▶ [The problem]:
Your answer must be the lines of the entries below, exactly as written, from the first line through the line containing "use crate::proxy::headers::paths::PLAY;".
Provided records: Begin
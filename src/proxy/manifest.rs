//! Manifest classification and reference rewriting
//!
//! Pure text transforms: no I/O, no side effects. Rewriting never fails;
//! malformed manifest text is handled best-effort line by line.

use crate::proxy::headers::paths::PLAY;
use crate::proxy::headers::{MANIFEST_EXTENSION, MANIFEST_TYPE_MARKER};

/// Classify an upstream response as a manifest or a binary segment.
///
/// A response is a manifest when its declared content-type contains the
/// HLS manifest MIME token, or when either the resolved target URL or the
/// requested sub-path carries the manifest file extension.
pub fn is_manifest(content_type: Option<&str>, target_url: &str, sub_path: &str) -> bool {
    content_type
        .map(|ct| ct.to_ascii_lowercase().contains(MANIFEST_TYPE_MARKER))
        .unwrap_or(false)
        || target_url.ends_with(MANIFEST_EXTENSION)
        || sub_path.ends_with(MANIFEST_EXTENSION)
}

/// Rewrite every bare reference line of a manifest so it points back
/// through the proxy.
///
/// Blank lines and `#`-prefixed directive lines pass through unmodified;
/// attribute URIs embedded in directives are never touched. Any other line
/// is treated as a media/manifest reference and replaced with
/// `{proxy_origin}/play/{channel_id}/{path_prefix}{reference}`, where
/// `path_prefix` is the directory part of the current sub-path. This keeps
/// the origin's relative directory structure intact across nested
/// sub-manifests.
///
/// References that are already absolute URLs are rewritten the same way as
/// relative ones, so variants hosted on a different origin than the
/// channel's will not resolve. Deliberately left as-is: routing such
/// references would need a decision on how cross-host channels are keyed.
pub fn rewrite(
    content: &str,
    proxy_origin: &str,
    channel_id: &str,
    current_sub_path: &str,
) -> String {
    let path_prefix = directory_prefix(current_sub_path);

    content
        .split('\n')
        .map(|line| {
            let trimmed = line.trim();
            if trimmed.is_empty() || trimmed.starts_with('#') {
                line.to_string()
            } else {
                format!("{proxy_origin}{PLAY}/{channel_id}/{path_prefix}{trimmed}")
            }
        })
        .collect::<Vec<_>>()
        .join("\n")
}

/// Directory portion of a sub-path, final '/' included; empty when the
/// sub-path has no directory component.
fn directory_prefix(sub_path: &str) -> &str {
    match sub_path.rfind('/') {
        Some(idx) => &sub_path[..=idx],
        None => "",
    }
}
Provided records: End
▶ [Exercise solution]:
filename src/proxy/manifest.rs
//! Manifest classification and reference rewriting
//!
//! Pure text transforms: no I/O, no side effects. Rewriting never fails;
//! malformed manifest text is handled best-effort line by line.

use crate::proxy::headers::paths::PLAY;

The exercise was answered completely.